Xinjiang officials must keep up the pressure in the run-up to China’s National Day, says local party chief Chen Quanguo

  • Security forces urged to ensure stability in region where an estimated million Muslims have been interned in re-education camps
  • Communist Party keen to ensure nothing will overshadow celebrations of 70th anniversary of People’s Republic on October 1
Xinjiang

The Communist Party chief in Xinjiang has told security forces and officials to “maintain high pressure” in the region ahead of the 70th anniversary celebrations for the People’s Republic of China.

In a speech on Monday, Chen Quanguo said they had to “resolutely implement measures to maintain stability” in the region, where Chen has overseen the mass incarceration of an estimated million Uygurs and other Muslims in the name of countering what the government calls “religious extremism”.

“We should … keep the alarm bells ringing and stay constantly vigilant, maintaining high pressure, allowing the region to reap the benefits of stability, and taking effective steps to ensure the overall social situation in Xinjiang continues to be harmonious and stable,” Chen said.

Observers said his comments were a reminder that officials and the security forces had to maintain order in the run-up to the National Day celebrations on October 1 – a milestone event for which the government has meticulously prepared.

“[Chen] seems determined to deter possible unrest or complacency in the lead up to the 70th anniversary celebrations,” said James Leibold, associate professor of politics and Asian studies at La Trobe University in Australia.

Watchtowers on a high-security facility near what is believed to be a re-education camp in Xinjiang. Photo: AFP

“I question the sustainability of this high-pressure posture, and wonder if his speech is a sign that senior party leaders share this concern, and thus are seeking to rally the troops, and keep the pressure on.”

While security concerns are top priority nationwide, they are of particular importance in Xinjiang, which state media has described as “the main battleground in China’s anti-terror war”.

The crackdown in Xinjiang followed a series of attacks linked to Uygur separatists, including one in Tiananmen Square in 2013 that left five people dead and 38 wounded.

The following year a mass knife attack in the southwestern city of Kunming and a series of explosions in Xinjiang’s capital Urumqi each led to more than 30 fatalities.

Chen, who was formerly the party boss in Tibet, has burnished his own leadership credentials in Xinjiang with no major incidents under his watch and observers said his speech was an implicit reminder to maintain surveillance and control at a sensitive time.

“All of this has been wearing the security forces out, the police have been highly stretched and government officials have been stretched,” said Adrian Zenz, an independent researcher based in Germany who has closely monitored the development of the internment camps.

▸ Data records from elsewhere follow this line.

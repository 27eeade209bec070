//! Core type definitions for custom player model bundles.
//!
//! This crate defines the plain data shared by the server and every client:
//! - Bundle and player identifiers, including the id derivation rules
//! - The `Bundle` record itself, with base64 byte fields on the wire
//! - SHA-256 content hashes and the component kinds they cover
//! - Fixed-width audit timestamps
//!
//! Nothing here touches the network or the filesystem.

mod bundle;
mod hash;
mod ids;
mod timestamp;

pub use bundle::{base64_bytes, Bundle};
pub use hash::{ComponentKind, ContentHash};
pub use ids::{BundleId, PlayerId, PACKAGED_SUFFIX};
pub use timestamp::{AuditTimestamp, AUDIT_TIMESTAMP_FORMAT};

/// Result type alias using the crate's error type.
pub type Result<T> = std::result::Result<T, Error>;

/// Errors that can occur in type operations.
#[derive(Debug, thiserror::Error)]
pub enum Error {
    #[error("invalid content hash: {0}")]
    InvalidHash(String),

    #[error("unknown component kind: {0}")]
    UnknownComponent(String),

    #[error("invalid timestamp: {0}")]
    InvalidTimestamp(String),
}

Chinese officials have suggested the use of internment camps may be scaled back. Photo: AFP

Chen’s address could be seen as a “motivational speech to his forces” who may be wearying of long patrols and monitoring activities, said Zenz.

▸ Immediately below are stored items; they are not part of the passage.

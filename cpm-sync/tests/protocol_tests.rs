//! Tests for protocol.rs: wire shape and the client usability rule.

use cpm_sync::{ReplicationMessage, TrustSnapshotMessage};
use cpm_types::{Bundle, BundleId};
use serde_json::json;

fn snapshot(allowed: bool, trusted: &[&str], player_gate: bool, content_gate: bool) -> TrustSnapshotMessage {
    TrustSnapshotMessage {
        is_player_allowed: allowed,
        trusted_ids: trusted.iter().map(|id| BundleId::new(*id)).collect(),
        player_gate_enabled: player_gate,
        content_gate_enabled: content_gate,
    }
}

// ── Wire shape ──────────────────────────────────────────────────

#[test]
fn bundle_announce_uses_pascal_case_and_base64() {
    let bundle = Bundle::new(BundleId::new("wizard-a"), "wizard")
        .with_config(b"{}".to_vec())
        .with_shape(b"abc".to_vec());
    let value = serde_json::to_value(ReplicationMessage::BundleAnnounce(bundle)).unwrap();

    assert_eq!(
        value,
        json!({
            "BundleAnnounce": {
                "Id": "wizard-a",
                "ModelName": "wizard",
                "Config": "e30=",
                "Shape": "YWJj",
                "Texture": "",
                "Sound": ""
            }
        })
    );
}

#[test]
fn sync_request_has_no_payload() {
    let value = serde_json::to_value(ReplicationMessage::sync_request()).unwrap();
    assert_eq!(value, json!({ "SyncRequest": {} }));
}

#[test]
fn trust_snapshot_field_names() {
    let message = ReplicationMessage::TrustSnapshot(snapshot(true, &["b-1", "a-1"], true, false));
    let value = serde_json::to_value(message).unwrap();
    assert_eq!(
        value,
        json!({
            "TrustSnapshot": {
                "IsPlayerAllowed": true,
                "TrustedIds": ["a-1", "b-1"],
                "PlayerGateEnabled": true,
                "ContentGateEnabled": false
            }
        })
    );
}

#[test]
fn announce_with_missing_byte_fields_decodes_as_empty() {
    let json = r#"{"BundleAnnounce":{"Id":"x-1","ModelName":"x"}}"#;
    let message: ReplicationMessage = serde_json::from_str(json).unwrap();
    match message {
        ReplicationMessage::BundleAnnounce(bundle) => {
            assert!(bundle.config.is_empty());
            assert!(bundle.sound.is_empty());
        }
        other => panic!("expected BundleAnnounce, got {:?}", other),
    }
}

// ── Direction ───────────────────────────────────────────────────

#[test]
fn message_directions() {
    let announce = ReplicationMessage::BundleAnnounce(Bundle::new(BundleId::new("x"), "x"));
    let request = ReplicationMessage::sync_request();
    let trust = ReplicationMessage::TrustSnapshot(TrustSnapshotMessage::default());

    assert!(announce.is_client_to_server() && announce.is_server_to_client());
    assert!(request.is_client_to_server() && !request.is_server_to_client());
    assert!(!trust.is_client_to_server() && trust.is_server_to_client());
    assert_eq!(trust.kind(), "TrustSnapshot");
}

// ── permits ─────────────────────────────────────────────────────

#[test]
fn open_gates_permit_everything() {
    let view = snapshot(false, &[], false, false);
    assert!(view.permits(&BundleId::new("anything")));
}

#[test]
fn failed_player_gate_permits_nothing() {
    let view = snapshot(false, &["a-1"], true, false);
    assert!(!view.permits(&BundleId::new("a-1")));
}

#[test]
fn content_gate_admits_only_trusted_ids() {
    let view = snapshot(true, &["a-1"], true, true);
    assert!(view.permits(&BundleId::new("a-1")));
    assert!(!view.permits(&BundleId::new("b-1")));
}

#[test]
fn untrusted_player_without_player_gate_uses_trusted_content() {
    let view = snapshot(false, &["a-1"], false, true);
    assert!(view.permits(&BundleId::new("a-1")));
    assert!(!view.permits(&BundleId::new("b-1")));
}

But despite Chen’s call to “maintain high pressure”, a term he has previously evoked to describe the iron grip maintained over the region, Zenz said it did not contradict suggestions that Beijing may scale back the use of internment camps by allowing some detainees to re-enter society or join work programmes, while sending others to prison.

Speaking in March at the National People’s Congress, Shohrat Zakir, chairman of the Xinjiang government, said that the number of people in the “vocational training centres” was growing smaller, and they could eventually be phased out when “society no longer needs them”.

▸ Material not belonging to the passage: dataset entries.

//! Operator commands against the server's trust store.
//!
//! Each command mutates the store, which persists itself, and returns the
//! trust snapshots to rebroadcast to every connected client.

use crate::error::{SyncError, SyncResult};
use crate::server::{Outgoing, ServerHub};
use crate::trust::{AuditAction, Durability};
use cpm_types::{Bundle, ComponentKind, PlayerId};
use tracing::info;

/// Which components of a model a command applies to.
///
/// Parsed from a flag string: `t` texture, `h` shape, `o` sound. Case and
/// unknown characters are ignored; an empty string selects the whole model.
#[derive(Debug, Clone, Copy, PartialEq, Eq)]
pub struct ComponentSelector {
    pub texture: bool,
    pub shape: bool,
    pub sound: bool,
}

impl ComponentSelector {
    pub const WHOLE_MODEL: Self = Self {
        texture: true,
        shape: true,
        sound: true,
    };

    pub fn parse(flags: Option<&str>) -> SyncResult<Self> {
        let flags = flags.unwrap_or_default().to_lowercase();
        if flags.is_empty() {
            return Ok(Self::WHOLE_MODEL);
        }
        let selector = Self {
            texture: flags.contains('t'),
            shape: flags.contains('h'),
            sound: flags.contains('o'),
        };
        if selector.kinds().is_empty() {
            return Err(SyncError::InvalidSelector(flags));
        }
        Ok(selector)
    }

    /// Selected kinds, texture first, then shape, then sound.
    pub fn kinds(&self) -> Vec<ComponentKind> {
        [
            (self.texture, ComponentKind::Texture),
            (self.shape, ComponentKind::Shape),
            (self.sound, ComponentKind::Sound),
        ]
        .into_iter()
        .filter_map(|(selected, kind)| selected.then_some(kind))
        .collect()
    }

    pub fn is_whole_model(&self) -> bool {
        *self == Self::WHOLE_MODEL
    }
}

/// An operator command.
#[derive(Debug, Clone, PartialEq, Eq)]
pub enum AdminCommand {
    AddPlayer {
        player: PlayerId,
        name: String,
    },
    RemovePlayer {
        player: PlayerId,
        name: String,
    },
    AddModel {
        owner: PlayerId,
        owner_name: String,
        model: String,
        flags: Option<String>,
    },
    RemoveModel {
        owner: PlayerId,
        owner_name: String,
        model: String,
        flags: Option<String>,
    },
}

/// Result of a successful admin command.
#[derive(Debug, Clone, PartialEq, Eq)]
pub struct AdminReport {
    /// Operator-facing summary.
    pub message: String,
    /// Whether the change reached the trust file.
    pub durability: Durability,
    /// Snapshots for every connected player.
    pub outgoing: Vec<Outgoing>,
}

impl ServerHub {
    /// Runs an operator command.
    pub fn execute_admin(&mut self, command: AdminCommand) -> SyncResult<AdminReport> {
        match command {
            AdminCommand::AddPlayer { player, name } => Ok(self.admin_add_player(&player, &name)),
            AdminCommand::RemovePlayer { player, name } => {
                Ok(self.admin_remove_player(&player, &name))
            }
            AdminCommand::AddModel {
                owner,
                owner_name,
                model,
                flags,
            } => self.admin_add_model(&owner, &owner_name, &model, flags.as_deref()),
            AdminCommand::RemoveModel {
                owner,
                owner_name,
                model,
                flags,
            } => self.admin_remove_model(&owner, &owner_name, &model, flags.as_deref()),
        }
    }

    pub fn admin_add_player(&mut self, player: &PlayerId, name: &str) -> AdminReport {
        let durability = self.trust_mut().add_player(player, name);
        self.report(format!("Player '{name}' was added to white list"), durability)
    }

    pub fn admin_remove_player(&mut self, player: &PlayerId, name: &str) -> AdminReport {
        let durability = self.trust_mut().remove_player(player, name);
        self.report(format!("Player '{name}' was removed from white list"), durability)
    }

    /// Allows the selected components of every model `owner` announced under
    /// the given name or id.
    pub fn admin_add_model(
        &mut self,
        owner: &PlayerId,
        owner_name: &str,
        model: &str,
        flags: Option<&str>,
    ) -> SyncResult<AdminReport> {
        self.model_command(owner, owner_name, model, flags, AuditAction::Added)
    }

    /// Revokes the selected components of every matching model.
    pub fn admin_remove_model(
        &mut self,
        owner: &PlayerId,
        owner_name: &str,
        model: &str,
        flags: Option<&str>,
    ) -> SyncResult<AdminReport> {
        self.model_command(owner, owner_name, model, flags, AuditAction::Removed)
    }

    /// Models owned by `owner` whose model name or config display name
    /// matches, ignoring case.
    pub fn find_owned_models(&self, owner: &PlayerId, model: &str) -> Vec<Bundle> {
        let wanted = model.to_lowercase();
        let mut found: Vec<Bundle> = self
            .bundles_owned_by(owner)
            .filter(|bundle| {
                bundle.model_name.to_lowercase() == wanted
                    || bundle
                        .display_name()
                        .is_some_and(|name| name.to_lowercase() == wanted)
            })
            .cloned()
            .collect();
        found.sort_by(|a, b| a.id.cmp(&b.id));
        found
    }

    fn model_command(
        &mut self,
        owner: &PlayerId,
        owner_name: &str,
        model: &str,
        flags: Option<&str>,
        action: AuditAction,
    ) -> SyncResult<AdminReport> {
        let models = self.find_owned_models(owner, model);
        if models.is_empty() {
            return Err(SyncError::NoMatchingModel {
                owner: owner_name.to_string(),
                model: model.to_string(),
            });
        }
        let selector = ComponentSelector::parse(flags)?;
        let kinds = selector.kinds();

        let mut durability = Durability::Persisted;
        for bundle in &models {
            let outcome = self.trust_mut().apply(bundle, &kinds, action, owner_name);
            durability = durability.and(outcome);
        }

        let verb = match action {
            AuditAction::Added => "added to",
            AuditAction::Removed => "removed from",
        };
        let message = if selector.is_whole_model() {
            format!("Model '{model}' from player '{owner_name}' was {verb} white list")
        } else {
            kinds
                .iter()
                .map(|kind| {
                    format!(
                        "{} from model '{model}' from player '{owner_name}' was {verb} white list",
                        capitalized(kind.as_str())
                    )
                })
                .collect::<Vec<_>>()
                .join("\n")
        };
        Ok(self.report(message, durability))
    }

    fn report(&self, mut message: String, durability: Durability) -> AdminReport {
        match &durability {
            Durability::Failed(reason) => {
                message.push_str(&format!("\nWarning: change is not yet durable: {reason}"));
            }
            Durability::Volatile => message.push_str("\nWarning: trust store has no backing file"),
            Durability::Persisted => {}
        }
        let outgoing = self.broadcast_trust_snapshots();
        info!(
            "Admin: {} (rebroadcasting to {} players)",
            message.lines().next().unwrap_or_default(),
            outgoing.len()
        );
        AdminReport {
            message,
            durability,
            outgoing,
        }
    }
}

fn capitalized(word: &str) -> String {
    let mut chars = word.chars();
    match chars.next() {
        Some(first) => first.to_uppercase().chain(chars).collect(),
        None => String::new(),
    }
}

A state media report released at the end of June called them an “interim success”.

Instead, the policy focus in the future may be more attuned to Chen’s calls to stabilise the “overall social situation”. Party officials have begun to place more emphasis on poverty alleviation in Xinjiang – a key policy goal of President Xi Jinping.

Chen’s own calendar this week reflected that shift: on Wednesday he delivered another address, focused on reducing poverty in Xinjiang’s poorest counties.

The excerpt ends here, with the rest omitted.